Mais c'était devenu si tentant.

Comme retrouver une vieille amie. Des habitudes, comme si cette routine entre eux pouvait se réinstaller à tout moment, comme si de rien n'était. Sauf que ce "rien n'était" s'était réellement passé. Et que c'était encore bien trop récent pour qu'il puisse l'oublier. Ou pardonner. La branche enflammée percuta le sol, laissant s'éparpiller les cendres encore rougeoyantes, alors que les flammes se propageait toujours sur l'arbre. 
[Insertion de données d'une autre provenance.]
#[cfg(test)]
mod tests {
    use super::*;
    use crate::vessel::{CelestialBody, Part, Vessel};

    fn crew() -> CrewHealthState {
        CrewHealthState::new("Jeb".into(), "Jebediah", 2, &HealthSettings::default())
    }

    #[test]
    fn test_max_hp_scales_with_level() {
        let crew = crew();
        assert!((crew.max_hp() - 120.0).abs() < f64::EPSILON);
        assert!((crew.hp() - 120.0).abs() < f64::EPSILON);
    }

    #[test]
    fn test_hp_is_clamped() {
        let mut crew = crew();
        crew.set_hp(500.0);
        assert!((crew.hp() - 120.0).abs() < f64::EPSILON);
        crew.set_hp(-3.0);
        assert!(crew.hp().abs() < f64::EPSILON);

        crew.set_hp(120.0);
        crew.set_level(0, &HealthSettings::default());
        assert!((crew.hp() - 100.0).abs() < f64::EPSILON);
    }

    #[test]
    fn test_add_condition_is_idempotent() {
        let mut crew = crew();
        assert!(crew.add_condition(ConditionKind::Sick, 0.0, Some(100.0)));
        assert!(!crew.add_condition(ConditionKind::Sick, 10.0, Some(200.0)));
        assert_eq!(crew.conditions().count(), 1);
        assert_eq!(crew.condition(ConditionKind::Sick).unwrap().expires_at, Some(200.0));

        assert!(crew.remove_condition(ConditionKind::Sick));
        assert!(!crew.remove_condition(ConditionKind::Sick));
    }

    #[test]
    fn test_expire_conditions() {
        let mut crew = crew();
        crew.add_condition(ConditionKind::Sick, 0.0, Some(50.0));
        crew.add_condition(ConditionKind::Training, 0.0, None);
        assert_eq!(crew.next_expiry(), Some(50.0));
        assert!(crew.expire_conditions(49.0).is_empty());
        assert_eq!(crew.expire_conditions(50.0), vec![ConditionKind::Sick]);
        assert!(crew.has_condition(ConditionKind::Training));
        assert_eq!(crew.next_expiry(), None);
    }

    #[test]
    fn test_exhaustion_hysteresis() {
        let settings = HealthSettings::default();
        let mut crew = CrewHealthState::new("Bob".into(), "Bob", 0, &settings);
        assert!((crew.next_condition_hp(&settings) - 20.0).abs() < f64::EPSILON);

        crew.set_hp(19.0);
        assert_eq!(crew.update_exhaustion(0.0, &settings), Some(true));
        assert!((crew.next_condition_hp(&settings) - 25.0).abs() < f64::EPSILON);

        crew.set_hp(22.0);
        assert_eq!(crew.update_exhaustion(0.0, &settings), None);
        crew.set_hp(25.0);
        assert_eq!(crew.update_exhaustion(0.0, &settings), Some(false));
    }

    #[test]
    fn test_evaluate_applies_multipliers() {
        let mut settings = HealthSettings::default();
        settings.factors.loneliness = -4.0;
        let vessel = Vessel::new(1, "Solo")
            .at(CelestialBody::foreign("Mun", 5000.0), 20000.0)
            .with_part(Part::new(1, "pod").with_crew("Jeb"));
        let mut crew = crew();
        crew.status = RosterStatus::Assigned;

        let mut effect = HealthEffect::new();
        effect.combine_multiplier("Loneliness", 0.5);
        effect.hp_per_day = 1.0;
        effect.recuperation = 3.0;

        let change = crew.evaluate(
            &CrewContext::live(Some(&vessel)),
            &FactorRegistry::with_defaults(),
            &effect,
            &settings,
        );
        // -4 * 0.5 + 1
        assert!((change.constant_rate + 1.0).abs() < f64::EPSILON);
        assert!((change.recuperation - 3.0).abs() < f64::EPSILON);
        assert_eq!(change.factors.len(), 3);
        assert!(crew.last_change().is_some());
    }

    #[test]
    fn test_unloaded_reuses_cache_except_sickness() {
        let settings = HealthSettings::default();
        let mut vessel = Vessel::new(1, "Lander")
            .at(CelestialBody::home("Kerbin", 18000.0), 100.0)
            .with_part(Part::new(1, "pod").with_crew("Jeb").with_crew("Bill"));
        let mut crew = crew();
        crew.status = RosterStatus::Assigned;
        let factors = FactorRegistry::with_defaults();
        let effect = HealthEffect::new();

        let loaded = crew.evaluate(&CrewContext::live(Some(&vessel)), &factors, &effect, &settings);
        assert!((loaded.constant_rate - settings.factors.home).abs() < f64::EPSILON);

        // Unloaded vessels keep the home rate they had, even after leaving
        vessel.loaded = false;
        if let Some(location) = vessel.location.as_mut() {
            location.altitude = 100000.0;
        }
        let unloaded = crew.evaluate(&CrewContext::live(Some(&vessel)), &factors, &effect, &settings);
        assert!((unloaded.constant_rate - settings.factors.home).abs() < f64::EPSILON);

        // Sickness is always recomputed, but adding it also invalidates the cache
        crew.add_condition(ConditionKind::Sick, 0.0, None);
        let sick = crew.evaluate(&CrewContext::live(Some(&vessel)), &factors, &effect, &settings);
        assert!((sick.constant_rate - settings.factors.sickness).abs() < f64::EPSILON);

        if let Some(location) = vessel.location.as_mut() {
            location.altitude = 100.0;
        }
        let still_cached = crew.evaluate(&CrewContext::live(Some(&vessel)), &factors, &effect, &settings);
        assert!((still_cached.constant_rate - settings.factors.sickness).abs() < f64::EPSILON);
    }

    #[test]
    fn test_forecast_helpers() {
        let settings = HealthSettings::default();
        let mut crew = CrewHealthState::new("Bob".into(), "Bob", 0, &settings);
        crew.set_hp(50.0);
        let change = HealthChange {
            constant_rate: -2.0,
            recuperation: 20.0,
            ..Default::default()
        };
        assert!((crew.balance_hp(&change).unwrap() - 90.0).abs() < 1e-9);
        assert!((crew.hp_change_per_day(&change) - 8.0).abs() < 1e-9);
        // Rising toward 90, never drops to the exhaustion threshold
        assert!(crew.time_to_next_condition(&change, &settings).is_none());

        crew.advance(&change, 1000.0);
        assert!((crew.hp() - 90.0).abs() < 1e-6);
    }

    #[test]
    fn test_pending_conditions_detached_until_onset() {
        let mut crew = crew();
        crew.add_condition(ConditionKind::Sick, 200.0, Some(500.0));
        crew.add_condition(ConditionKind::Training, 0.0, None);

        let pending = crew.take_pending_conditions(100.0);
        assert_eq!(pending.len(), 1);
        assert!(!crew.has_condition(ConditionKind::Sick));
        assert!(crew.has_condition(ConditionKind::Training));

        for condition in pending {
            crew.restore_condition(condition);
        }
        assert_eq!(crew.condition(ConditionKind::Sick).map(|c| c.since), Some(200.0));
    }

    #[test]
    fn test_max_hp_never_below_min() {
        let mut settings = HealthSettings::default();
        settings.hp.hp_per_level = -30.0;
        let mut crew = CrewHealthState::new("Bob".into(), "Bob", 4, &settings);
        crew.set_hp(50.0);
        assert!((crew.hp() - settings.hp.min_hp).abs() < f64::EPSILON);
    }
}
Les yeux du démon fixèrent ces flammes, alors que les cris lui parvenaient déjà depuis quelques secondes. Ce feu ravageur qui lui venait du fond des tripes. Pourquoi est ce qu'elle ne l'acceptait pas ? Pourquoi est ce qu'elle ne le voyait pas ... qu'elle était tout comme lui. Qu'elle n'existait plus que pour répandre le Mal. Faire du mal. Et aimer le faire.

Arrête ça ...


Le coin de sa bouche s'étira un peu plus. Satisfait d'autant plus. Il plongea ses mains dans ses poches, attendant un peu. Que se feu se propage plus. Que les flammes menaçantes ne dévore trop cet arbre innocent.

Supplie-moi.


Il ne la regardait toujours pas. Son timbre de voix semblait pourtant pressant, alors que l'un de ses poings se serra doucement dans cette poche. Le feu devant eux semblait d'un coup prendre plus d'ampleur. Alors qu'un vent faible se levait autour d'eux.